Given the history of the Prelude nameplate, going with this angle makes sense in a way. Jump back a few decades, and Honda had a rich and varied lineup of front-wheel-drive vehicles. You could get the Civic as a basic grocery-getter, or you could upgrade to the quicker Civic Si or the racier Type R. If you wanted something with a sportier body style, the Integra was happy to serve, the dowdy sedan versions notwithstanding. Meanwhile, the Prelude sat a cut above in the luxury stakes, more a GT car than a boy racer. Think of it this way: the Integra was for the stop light drags outside KFC, while the Prelude was for picking up your date on the way to a cocktail bar.
Mixed ‘Em Up
It’s at this point I have to question if Honda has mixed up its nameplates in recent years. 2022 saw the launch of the new Acura Integra, with enthusiasts cheering the return of the famous name. If you’d just watched Fast and the Furious, you might have been expecting a low-slung two-door coupe with good power and razor-sharp handling. But that’s not what you got.
Instead, the new Acura Integra was a chunky reskin of the existing Honda Civic, with more luxury appointments and a heavier curb weight. Its saving grace was the 320-horsepower Type S engine which at least made it competitive with the contemporary Civic Type R.

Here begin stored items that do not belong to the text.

impl StoreInner {
    fn begin_write(&self) -> SyncResult<WriteTransaction<'_>> {
        let mut txn = self.db.begin_write_without_replication(&self.replication)?;
        ensure_schema(&mut txn)?;
        Ok(txn)
    }

    fn commit_new(self: &Arc<Self>, mut data: SetData) -> SyncResult<SubscriptionSet> {
        let mut txn = self.begin_write()?;
        data.version = versions(&txn).last().copied().unwrap_or(0) + 1;
        data.state = State::Pending;
        data.snapshot_version = txn.version() + 1;
        write_set(&mut txn, &data)?;
        txn.commit()?;
        debug!(version = data.version, size = data.subscriptions.len(), "committed subscription set");

        if let Some(callback) = &self.on_new_subscription_set {
            callback(data.version);
        }
        Ok(SubscriptionSet::new(self, data))
    }

    fn commit_state(self: &Arc<Self>, data: SetData) -> SyncResult<SubscriptionSet> {
        let mut txn = self.begin_write()?;
        let key = ObjKey::Int(data.version);
        let Some((stored, _)) = read_state(&txn, data.version) else {
            // Collected while the caller held its copy.
            drop(txn);
            return Ok(SubscriptionSet::new(self, SetData::superseded(data.version)));
        };
        if stored != data.state && !stored.can_move_to(data.state) {
            return Err(LogicError::InvalidStateTransition {
                from: stored,
                to: data.state,
            }
            .into());
        }
        txn.set(SUBSCRIPTION_SETS_TABLE, &key, "state", data.state.to_code())?;
        txn.set(SUBSCRIPTION_SETS_TABLE, &key, "error", data.error.clone())?;
        if data.state == State::Complete {
            for older in versions(&txn).into_iter().filter(|&v| v < data.version) {
                txn.erase_object(SUBSCRIPTION_SETS_TABLE, &ObjKey::Int(older))?;
            }
        }
        txn.commit()?;
        debug!(version = data.version, state = %data.state, "subscription set state changed");

        self.process_notifications(data.version, data.state, data.error.as_deref());
        Ok(SubscriptionSet::new(self, data))
    }

    fn state_change_notification(self: &Arc<Self>, version: i64, target: State) -> Future<State> {
        let mut pending = self.pending_notifications.lock();
        let read = self.db.begin_read();
        let (state, error) = read_state(&read, version).unwrap_or((State::Superseded, None));
        if state == State::Error {
            return Future::ready(Err(subscription_failed(error.as_deref())));
        }
        if state.rank() >= target.rank() {
            return Future::ready(Ok(state));
        }
        let (promise, future) = make_promise_future();
        pending.push(NotificationRequest {
            version,
            target,
            promise,
        });
        future
    }

    fn process_notifications(&self, version: i64, state: State, error: Option<&str>) {
        let mut resolved = Vec::new();
        {
            let mut pending = self.pending_notifications.lock();
            let mut keep = Vec::new();
            for req in std::mem::take(&mut *pending) {
                if req.version == version {
                    if state == State::Error {
                        resolved.push((req.promise, Err(subscription_failed(error))));
                    } else if state.rank() >= req.target.rank() {
                        resolved.push((req.promise, Ok(state)));
                    } else {
                        keep.push(req);
                    }
                } else if req.version < version && state == State::Complete {
                    resolved.push((req.promise, Ok(State::Superseded)));
                } else {
                    keep.push(req);
                }
            }
            *pending = keep;
        }
        for (promise, result) in resolved {
            promise.set_from(result);
        }
    }
}

fn subscription_failed(error: Option<&str>) -> Status {
    Status::new(
        ErrorCode::SubscriptionFailed,
        error.unwrap_or("subscription set failed"),
    )
}

fn ensure_schema(txn: &mut WriteTransaction<'_>) -> SyncResult<()> {
    if txn.has_table(SUBSCRIPTION_SETS_TABLE) {
        return Ok(());
    }
    txn.add_embedded_table(SUBSCRIPTIONS_TABLE)?;
    for (name, spec) in [
        ("id", ColumnSpec::single(PayloadType::ObjectId, false)),
        ("created_at", ColumnSpec::single(PayloadType::Timestamp, false)),
        ("updated_at", ColumnSpec::single(PayloadType::Timestamp, false)),
        ("name", ColumnSpec::single(PayloadType::String, true)),
        ("object_class", ColumnSpec::single(PayloadType::String, false)),
        ("query", ColumnSpec::single(PayloadType::String, false)),
    ] {
        txn.add_column(SUBSCRIPTIONS_TABLE, name, spec)?;
    }

    txn.add_table(SUBSCRIPTION_SETS_TABLE, "version", PayloadType::Int)?;
    for (name, spec) in [
        ("state", ColumnSpec::single(PayloadType::Int, false)),
        ("error", ColumnSpec::single(PayloadType::String, true)),
        ("snapshot_version", ColumnSpec::single(PayloadType::Int, false)),
        (
            "subscriptions",
            ColumnSpec::collection(PayloadType::Link, CollectionType::List)
                .with_link_target(SUBSCRIPTIONS_TABLE),
        ),
    ] {
        txn.add_column(SUBSCRIPTION_SETS_TABLE, name, spec)?;
    }
    Ok(())
}

fn versions(snapshot: &Snapshot) -> Vec<i64> {
    let mut versions: Vec<i64> = snapshot
        .table(SUBSCRIPTION_SETS_TABLE)
        .map(|table| {
            table
                .objects()
                .filter_map(|(key, _)| match key {
                    ObjKey::Int(v) => Some(*v),
                    _ => None,
                })
                .collect()
        })
        .unwrap_or_default();
    versions.sort_unstable();
    versions
}

fn active_version(snapshot: &Snapshot) -> i64 {
    let all = versions(snapshot);
    all.iter()
        .rev()
        .copied()
        .find(|&v| read_state(snapshot, v).map(|(s, _)| s) == Some(State::Complete))
        .or_else(|| all.first().copied())
        .unwrap_or(0)
}

fn read_state(snapshot: &Snapshot, version: i64) -> Option<(State, Option<String>)> {
    let obj = snapshot.get_object(SUBSCRIPTION_SETS_TABLE, &ObjKey::Int(version))?;
    let state = obj.get("state").and_then(Value::as_int).and_then(State::from_code)?;
    let error = obj.get("error").and_then(Value::as_str).map(str::to_string);
    Some((state, error))
}

fn read_set(snapshot: &Snapshot, version: i64) -> Option<SetData> {
    let (state, error) = read_state(snapshot, version)?;
    let obj = snapshot.get_object(SUBSCRIPTION_SETS_TABLE, &ObjKey::Int(version))?;
    let snapshot_version = obj
        .get("snapshot_version")
        .and_then(Value::as_int)
        .unwrap_or(0) as u64;
    let subscriptions = obj
        .get("subscriptions")
        .and_then(Value::as_list)
        .unwrap_or(&[])
        .iter()
        .filter_map(Value::as_object)
        .filter_map(Subscription::from_object)
        .collect();
    Some(SetData {
        version,
        state,
        error,
        snapshot_version,
        subscriptions,
    })
}

fn write_set(txn: &mut WriteTransaction<'_>, data: &SetData) -> SyncResult<()> {
    let key = ObjKey::Int(data.version);
    txn.create_object(SUBSCRIPTION_SETS_TABLE, key.clone())?;
    txn.set(SUBSCRIPTION_SETS_TABLE, &key, "state", data.state.to_code())?;
    txn.set(SUBSCRIPTION_SETS_TABLE, &key, "error", data.error.clone())?;
    txn.set(
        SUBSCRIPTION_SETS_TABLE,
        &key,
        "snapshot_version",
        data.snapshot_version as i64,
    )?;
    txn.clear(SUBSCRIPTION_SETS_TABLE, &key, "subscriptions")?;
    for sub in &data.subscriptions {
        txn.list_push(
            SUBSCRIPTION_SETS_TABLE,
            &key,
            "subscriptions",
            Value::Object(sub.to_object()),
        )?;
    }
    Ok(())
}
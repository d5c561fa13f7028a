pub mod ascii;
pub mod layout;
pub mod palette;
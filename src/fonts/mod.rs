pub mod cache;
pub mod figfont;
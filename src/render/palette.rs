//! Color schemes and frame painting.
//!
//! Each scheme is a pure function of `(frame, line, column)` onto a 256-color ANSI code, so a
//! given frame index always paints identically.

use std::fmt::Write as _;

/// Clear the screen and home the cursor.
pub const CLEAR_SCREEN: &str = "\x1b[2J\x1b[H";
/// Move the cursor to the top-left cell without clearing.
pub const CURSOR_HOME: &str = "\x1b[H";
/// Reset all SGR attributes.
pub const RESET: &str = "\x1b[0m";
pub const HIDE_CURSOR: &str = "\x1b[?25l";
pub const SHOW_CURSOR: &str = "\x1b[?25h";

const RAINBOW: &[u8] = &[
    196, 202, 208, 214, 220, 226, 190, 154, 118, 82, 46, 47, 48, 49, 50, 51, 45, 39, 33, 27, 21,
    57, 93, 129, 165, 201, 200, 199, 198, 197,
];
const FIRE: &[u8] = &[52, 88, 124, 160, 196, 202, 208, 214, 220, 226, 227, 228];
const OCEAN: &[u8] = &[17, 18, 19, 20, 21, 27, 33, 39, 45, 51, 87, 123];
const MATRIX: &[u8] = &[22, 28, 34, 40, 46, 82, 118, 154];
const NEON: &[u8] = &[201, 165, 129, 93, 57, 51, 50, 49, 48, 47, 46, 226];
const MONO: &[u8] = &[255, 252, 249, 246, 243, 240, 243, 246, 249, 252];

#[derive(Clone, Copy, Debug, Default, PartialEq, Eq)]
pub enum ColorScheme {
    /// Diagonal bands sweeping right.
    #[default]
    Rainbow,
    /// Warm colors flickering upward.
    Fire,
    /// Slow horizontal swell.
    Ocean,
    /// Green columns falling down.
    Matrix,
    /// Blocky alternating neon.
    Neon,
    /// Grayscale pulse of the whole block.
    Mono,
}

impl ColorScheme {
    pub const ALL: [ColorScheme; 6] = [
        Self::Rainbow,
        Self::Fire,
        Self::Ocean,
        Self::Matrix,
        Self::Neon,
        Self::Mono,
    ];

    /// Exact, case-insensitive lookup.
    pub fn parse(name: &str) -> Option<Self> {
        Self::ALL
            .into_iter()
            .find(|s| s.name().eq_ignore_ascii_case(name.trim()))
    }

    /// Lookup that never fails: unknown names select the default scheme.
    pub fn from_name(name: &str) -> Self {
        Self::parse(name).unwrap_or_default()
    }

    pub fn name(self) -> &'static str {
        match self {
            Self::Rainbow => "rainbow",
            Self::Fire => "fire",
            Self::Ocean => "ocean",
            Self::Matrix => "matrix",
            Self::Neon => "neon",
            Self::Mono => "mono",
        }
    }

    fn palette(self) -> &'static [u8] {
        match self {
            Self::Rainbow => RAINBOW,
            Self::Fire => FIRE,
            Self::Ocean => OCEAN,
            Self::Matrix => MATRIX,
            Self::Neon => NEON,
            Self::Mono => MONO,
        }
    }

    /// 256-color code for one cell of one frame.
    pub fn color_at(self, frame: u64, line: usize, col: usize) -> u8 {
        let palette = self.palette();
        let n = palette.len() as u64;
        let (line, col) = (line as u64, col as u64);
        let step = match self {
            Self::Rainbow => frame + line + col,
            Self::Fire => frame + line * 2 + (col * 7 + frame) % 3,
            Self::Ocean => frame / 2 + col / 2 + line,
            Self::Matrix => frame + col * 3 + (n - line % n),
            Self::Neon => frame / 2 + col / 4 + line / 2,
            Self::Mono => frame + line / 3,
        };
        palette[(step % n) as usize]
    }
}

/// Paint every non-whitespace cell of `lines` for `frame`.
///
/// An escape is only emitted when the color changes along a line; each line ends with a reset
/// so colors never bleed into padding.
pub fn paint_frame(lines: &[String], scheme: ColorScheme, frame: u64) -> String {
    let cap = lines.iter().map(|l| l.len() * 4 + 8).sum();
    let mut out = String::with_capacity(cap);
    for (y, line) in lines.iter().enumerate() {
        let mut current: Option<u8> = None;
        for (x, c) in line.chars().enumerate() {
            if c.is_whitespace() {
                out.push(c);
                continue;
            }
            let color = scheme.color_at(frame, y, x);
            if current != Some(color) {
                let _ = write!(out, "\x1b[38;5;{color}m");
                current = Some(color);
            }
            out.push(c);
        }
        if current.is_some() {
            out.push_str(RESET);
        }
        out.push('\n');
    }
    out
}
use std::sync::{Arc, Condvar, Mutex, PoisonError};
use std::time::Duration;

/// Process-wide cancellation token.
///
/// Clones share state. Waiters sleep on a condition variable, so a cancel wakes every stream
/// loop immediately instead of at its next tick.
#[derive(Clone, Debug, Default)]
pub struct Shutdown {
    inner: Arc<Inner>,
}

#[derive(Debug, Default)]
struct Inner {
    cancelled: Mutex<bool>,
    cv: Condvar,
}

impl Shutdown {
    pub fn new() -> Self {
        Self::default()
    }

    pub fn cancel(&self) {
        let mut cancelled = self.lock();
        if !*cancelled {
            *cancelled = true;
            tracing::info!("shutdown requested");
        }
        self.inner.cv.notify_all();
    }

    pub fn is_cancelled(&self) -> bool {
        *self.lock()
    }

    /// Sleep for up to `timeout`. Returns `true` if cancelled before or during the wait.
    pub fn wait_timeout(&self, timeout: Duration) -> bool {
        let guard = self.lock();
        let (guard, _) = self
            .inner
            .cv
            .wait_timeout_while(guard, timeout, |cancelled| !*cancelled)
            .unwrap_or_else(PoisonError::into_inner);
        *guard
    }

    fn lock(&self) -> std::sync::MutexGuard<'_, bool> {
        self.inner
            .cancelled
            .lock()
            .unwrap_or_else(PoisonError::into_inner)
    }
}
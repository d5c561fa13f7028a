use std::sync::atomic::{AtomicU64, Ordering};

/// Request counters exposed on `/stats`.
#[derive(Debug, Default)]
pub struct Metrics {
    static_requests: AtomicU64,
    stream_requests: AtomicU64,
    font_requests: AtomicU64,
    rejected_streams: AtomicU64,
    errors: AtomicU64,
}

#[derive(Clone, Copy, Debug, PartialEq, Eq, serde::Serialize)]
pub struct MetricsSnapshot {
    pub static_requests: u64,
    pub stream_requests: u64,
    pub font_requests: u64,
    pub rejected_streams: u64,
    pub errors: u64,
    pub active_streams: usize,
    pub max_streams: usize,
}

impl Metrics {
    pub fn record_static(&self) {
        self.static_requests.fetch_add(1, Ordering::Relaxed);
    }

    pub fn record_stream(&self) {
        self.stream_requests.fetch_add(1, Ordering::Relaxed);
    }

    pub fn record_font_listing(&self) {
        self.font_requests.fetch_add(1, Ordering::Relaxed);
    }

    pub fn record_rejected(&self) {
        self.rejected_streams.fetch_add(1, Ordering::Relaxed);
    }

    pub fn record_error(&self) {
        self.errors.fetch_add(1, Ordering::Relaxed);
    }

    pub fn snapshot(&self, active_streams: usize, max_streams: usize) -> MetricsSnapshot {
        MetricsSnapshot {
            static_requests: self.static_requests.load(Ordering::Relaxed),
            stream_requests: self.stream_requests.load(Ordering::Relaxed),
            font_requests: self.font_requests.load(Ordering::Relaxed),
            rejected_streams: self.rejected_streams.load(Ordering::Relaxed),
            errors: self.errors.load(Ordering::Relaxed),
            active_streams,
            max_streams,
        }
    }
}
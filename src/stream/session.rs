use std::io::Write;
use std::sync::Arc;
use std::time::{Duration, Instant};

use crate::fonts::cache::FontCache;
use crate::foundation::error::{ShoutError, ShoutResult};
use crate::foundation::options::{RenderOptions, SpeedRange};
use crate::render::ascii::render_lines;
use crate::render::palette::{
    CLEAR_SCREEN, CURSOR_HOME, ColorScheme, HIDE_CURSOR, RESET, SHOW_CURSOR, paint_frame,
};
use crate::stream::admission::{AdmissionPermit, StreamAdmission};
use crate::stream::shutdown::Shutdown;

/// Server-side limits applied to every animated stream.
#[derive(Clone, Copy, Debug, PartialEq, Eq)]
pub struct StreamSettings {
    /// Used when a request asks for no particular timeout.
    pub default_timeout: Duration,
    /// Hard cap on any single stream, whatever the request says.
    pub max_duration: Duration,
    pub speeds: SpeedRange,
    /// Substituted by request parsers when no speed is given.
    pub default_speed: u32,
}

impl StreamSettings {
    /// `min(requested or default, max)`.
    pub fn effective_deadline(&self, requested_secs: u64) -> Duration {
        let requested = if requested_secs == 0 {
            self.default_timeout
        } else {
            Duration::from_secs(requested_secs)
        };
        requested.min(self.max_duration)
    }
}

/// Position in the per-stream state machine.
#[derive(Clone, Copy, Debug, PartialEq, Eq)]
pub enum SessionState {
    Admitted,
    Rendering,
    Streaming,
    Draining,
    Closed,
}

/// Why a stream stopped emitting frames.
#[derive(Clone, Copy, Debug, PartialEq, Eq)]
pub enum StreamEnd {
    /// The effective deadline elapsed.
    Deadline,
    /// A write or flush failed; the client is gone.
    Disconnected,
    /// Server shutdown was requested.
    Cancelled,
}

/// Summary of one completed stream.
#[derive(Clone, Copy, Debug, PartialEq, Eq)]
pub struct StreamReport {
    pub frames: u64,
    pub end: StreamEnd,
    pub deadline: Duration,
    pub cadence: Duration,
    pub elapsed: Duration,
}

/// Runs animated streams against shared fonts, admission and shutdown state.
///
/// Cheap to clone; every clone shares the same cache, admission counter and token.
#[derive(Clone, Debug)]
pub struct Animator {
    fonts: Arc<FontCache>,
    admission: Arc<StreamAdmission>,
    settings: StreamSettings,
    shutdown: Shutdown,
}

impl Animator {
    pub fn new(
        fonts: Arc<FontCache>,
        admission: Arc<StreamAdmission>,
        settings: StreamSettings,
        shutdown: Shutdown,
    ) -> Self {
        Self {
            fonts,
            admission,
            settings,
            shutdown,
        }
    }

    pub fn admission(&self) -> &StreamAdmission {
        &self.admission
    }

    pub fn settings(&self) -> &StreamSettings {
        &self.settings
    }

    /// Stream `text` as a color-cycling animation into `out` until the deadline, a failed
    /// write, or shutdown.
    ///
    /// Returns [`ShoutError::CapacityExceeded`] immediately, without writing anything, when no
    /// slot is free. Render failures are returned before the first byte is written. Every
    /// admitted stream releases its slot exactly once before this returns.
    pub fn run_animated_stream<W: Write>(
        &self,
        text: &str,
        opts: &RenderOptions,
        out: &mut W,
    ) -> ShoutResult<StreamReport> {
        opts.validate()?;

        let Some(permit) = self.admission.try_admit() else {
            tracing::warn!(
                max = self.admission.capacity(),
                "rejecting stream: at capacity"
            );
            return Err(ShoutError::CapacityExceeded {
                max: self.admission.capacity(),
            });
        };

        let mut session = AnimationSession::admit(permit);
        let result = session.run(&self.fonts, &self.settings, &self.shutdown, text, opts, out);
        session.close();
        result
    }
}

/// Per-stream state. Holds the admission permit until [`AnimationSession::close`] or drop.
struct AnimationSession<'a> {
    permit: Option<AdmissionPermit<'a>>,
    state: SessionState,
    lines: Vec<String>,
    frame: u64,
}

impl<'a> AnimationSession<'a> {
    fn admit(permit: AdmissionPermit<'a>) -> Self {
        let session = Self {
            permit: Some(permit),
            state: SessionState::Admitted,
            lines: Vec::new(),
            frame: 0,
        };
        tracing::debug!(state = ?session.state, "stream session");
        session
    }

    fn transition(&mut self, next: SessionState) {
        tracing::debug!(from = ?self.state, to = ?next, frame = self.frame, "stream transition");
        self.state = next;
    }

    fn run<W: Write>(
        &mut self,
        fonts: &FontCache,
        settings: &StreamSettings,
        shutdown: &Shutdown,
        text: &str,
        opts: &RenderOptions,
        out: &mut W,
    ) -> ShoutResult<StreamReport> {
        self.transition(SessionState::Rendering);
        self.lines = render_lines(text, opts, Some(fonts)).inspect_err(|e| {
            tracing::error!(error = %e, "stream render failed");
        })?;

        let cadence = settings.speeds.cadence(opts.speed);
        let deadline = settings.effective_deadline(opts.timeout_secs);
        let scheme = ColorScheme::from_name(&opts.color);
        self.transition(SessionState::Streaming);

        let started = Instant::now();
        // `None` when the deadline lies past what `Instant` can represent.
        let deadline_at = started.checked_add(deadline);
        let end = self.stream_frames(out, scheme, cadence, deadline_at, shutdown);
        let elapsed = started.elapsed();

        self.transition(SessionState::Draining);
        if end != StreamEnd::Disconnected {
            let _ = writeln!(out, "{RESET}{SHOW_CURSOR}").and_then(|()| out.flush());
        }

        tracing::info!(
            frames = self.frame,
            ?end,
            elapsed_ms = elapsed.as_millis() as u64,
            "stream finished"
        );
        Ok(StreamReport {
            frames: self.frame,
            end,
            deadline,
            cadence,
            elapsed,
        })
    }

    /// Emit frames until one of deadline, disconnect or cancellation wins.
    fn stream_frames<W: Write>(
        &mut self,
        out: &mut W,
        scheme: ColorScheme,
        cadence: Duration,
        deadline_at: Option<Instant>,
        shutdown: &Shutdown,
    ) -> StreamEnd {
        if write!(out, "{HIDE_CURSOR}{CLEAR_SCREEN}").is_err() {
            return StreamEnd::Disconnected;
        }

        loop {
            if shutdown.is_cancelled() {
                return StreamEnd::Cancelled;
            }

            let frame = paint_frame(&self.lines, scheme, self.frame);
            let written = out
                .write_all(CURSOR_HOME.as_bytes())
                .and_then(|()| out.write_all(frame.as_bytes()))
                .and_then(|()| out.flush());
            if let Err(e) = written {
                tracing::debug!(error = %e, "client disconnected");
                return StreamEnd::Disconnected;
            }
            self.frame += 1;

            let pause = match deadline_at {
                Some(at) => {
                    let now = Instant::now();
                    if now >= at {
                        return StreamEnd::Deadline;
                    }
                    cadence.min(at - now)
                }
                None => cadence,
            };
            if shutdown.wait_timeout(pause) {
                return StreamEnd::Cancelled;
            }
            if deadline_at.is_some_and(|at| Instant::now() >= at) {
                return StreamEnd::Deadline;
            }
        }
    }

    /// Draining → Closed. Releases the admission slot; safe to call on every path.
    fn close(&mut self) {
        if self.state == SessionState::Closed {
            return;
        }
        if self.state != SessionState::Draining {
            self.transition(SessionState::Draining);
        }
        if let Some(permit) = self.permit.take() {
            permit.release();
        }
        self.transition(SessionState::Closed);
    }
}

impl Drop for AnimationSession<'_> {
    fn drop(&mut self) {
        self.close();
    }
}
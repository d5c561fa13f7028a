use std::collections::BTreeMap;
use std::path::{Path, PathBuf};
use std::sync::{Arc, OnceLock, PoisonError, RwLock};

use crate::fonts::figfont::{FigFont, FontError};
use crate::foundation::options::is_font_identifier;

/// File extension of loadable fonts.
pub const FONT_EXTENSION: &str = "flf";

/// Font used for fallback when none is configured.
pub const DEFAULT_FONT: &str = "standard";

/// A named, validated font file.
///
/// The glyph table is parsed on first use and memoized; the name and path never change.
#[derive(Debug)]
pub struct Font {
    name: String,
    path: PathBuf,
    parsed: OnceLock<Result<FigFont, FontError>>,
}

impl Font {
    fn new(name: String, path: PathBuf) -> Self {
        Self {
            name,
            path,
            parsed: OnceLock::new(),
        }
    }

    pub fn name(&self) -> &str {
        &self.name
    }

    pub fn path(&self) -> &Path {
        &self.path
    }

    /// Parsed glyph table, loading it on the first call.
    pub fn glyphs(&self) -> Result<&FigFont, FontError> {
        self.parsed
            .get_or_init(|| {
                tracing::debug!(font = %self.name, path = %self.path.display(), "parsing font");
                FigFont::from_path(&self.path)
            })
            .as_ref()
            .map_err(Clone::clone)
    }
}

/// Shared name → [`Font`] mapping.
///
/// Population takes the write lock; every other operation only reads, so concurrent renders
/// never wait on each other.
#[derive(Debug)]
pub struct FontCache {
    fonts: RwLock<BTreeMap<String, Arc<Font>>>,
    default_font: String,
}

impl Default for FontCache {
    fn default() -> Self {
        Self::new()
    }
}

impl FontCache {
    pub fn new() -> Self {
        Self::with_default(DEFAULT_FONT)
    }

    pub fn with_default(default_font: impl Into<String>) -> Self {
        Self {
            fonts: RwLock::new(BTreeMap::new()),
            default_font: default_font.into(),
        }
    }

    pub fn default_font(&self) -> &str {
        &self.default_font
    }

    /// Register every allowed font found as `directory/<name>.flf`.
    ///
    /// Names that fail validation are logged and skipped. Returns how many fonts were loaded
    /// by this call; zero is not an error here, the caller decides whether it is fatal.
    pub fn populate<S: AsRef<str>>(&self, directory: &Path, allowed: &[S]) -> usize {
        let mut fonts = self.fonts.write().unwrap_or_else(PoisonError::into_inner);
        let mut loaded = 0usize;

        for name in allowed {
            let name = name.as_ref();
            if !is_font_identifier(name) {
                tracing::warn!(font = name, "skipping font: name is not a plain identifier");
                continue;
            }
            if fonts.contains_key(name) {
                continue;
            }

            let path = directory.join(format!("{name}.{FONT_EXTENSION}"));
            if let Err(e) = validate_font_file(&path) {
                tracing::warn!(font = name, error = %e, "could not load font");
                continue;
            }

            tracing::debug!(font = name, path = %path.display(), "loaded font");
            fonts.insert(name.to_string(), Arc::new(Font::new(name.to_string(), path)));
            loaded += 1;
        }

        tracing::info!(loaded, requested = allowed.len(), "font cache populated");
        loaded
    }

    pub fn lookup(&self, name: &str) -> Option<Arc<Font>> {
        self.read().get(name).cloned()
    }

    /// The named font, else `default_name`, else `None` (no usable fonts at all).
    pub fn lookup_or_default(&self, name: &str, default_name: &str) -> Option<Arc<Font>> {
        let fonts = self.read();
        fonts
            .get(name)
            .or_else(|| fonts.get(default_name))
            .cloned()
    }

    /// Sorted snapshot of the loaded font names.
    pub fn list(&self) -> Vec<String> {
        self.read().keys().cloned().collect()
    }

    pub fn len(&self) -> usize {
        self.read().len()
    }

    pub fn is_empty(&self) -> bool {
        self.read().is_empty()
    }

    fn read(&self) -> std::sync::RwLockReadGuard<'_, BTreeMap<String, Arc<Font>>> {
        self.fonts.read().unwrap_or_else(PoisonError::into_inner)
    }
}

/// Check that `path` exists, is a regular file and can be opened.
pub fn validate_font_file(path: &Path) -> Result<(), FontError> {
    let display = || path.display().to_string();
    let meta = std::fs::metadata(path).map_err(|e| match e.kind() {
        std::io::ErrorKind::NotFound => FontError::Missing { path: display() },
        _ => FontError::Read {
            path: display(),
            message: e.to_string(),
        },
    })?;
    if !meta.is_file() {
        return Err(FontError::NotAFile { path: display() });
    }
    std::fs::File::open(path).map(|_| ()).map_err(|e| FontError::Read {
        path: display(),
        message: e.to_string(),
    })
}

Somehow, the Integra name ended up on a bloated compact luxury car with four doors. Forget driving a stripped-out Integra with a fart-can exhaust to your pizza delivery job. The new Integra was perfect for throwing in a couple of car seats and hauling the kids to daycare before you rocked up to the office with Janine’s birthday cake.
Here we are, two years later, and Honda’s showing us this delicate weapon of a coupe. It looks like it wants to run, baby. The proportions are the perfect spiritual successor to the legendary Integra DC2. Seriously, compare the vehicles below. Tell me which one looks more like a new Integra.
Of course, the new concept could still easily live under the Prelude name. Previous Preludes were sleek two-doors with plenty of style, after all. However, the Preludes always had a longer hood and a more luxurious design. This new concept is so tight and so sporty that it’s hard to understand why Honda didn’t save the Integra name for this one – even if it has more of a GT bent!
Ultimately, the new Prelude should be a winner. Honda knows how to make a front-wheel-drive car exciting and useable in equal measure. Design-wise, it’s already a hit, too. I’ll just be left wondering why we got a whale of an Integra when this lithe little dancer was waiting in the wings.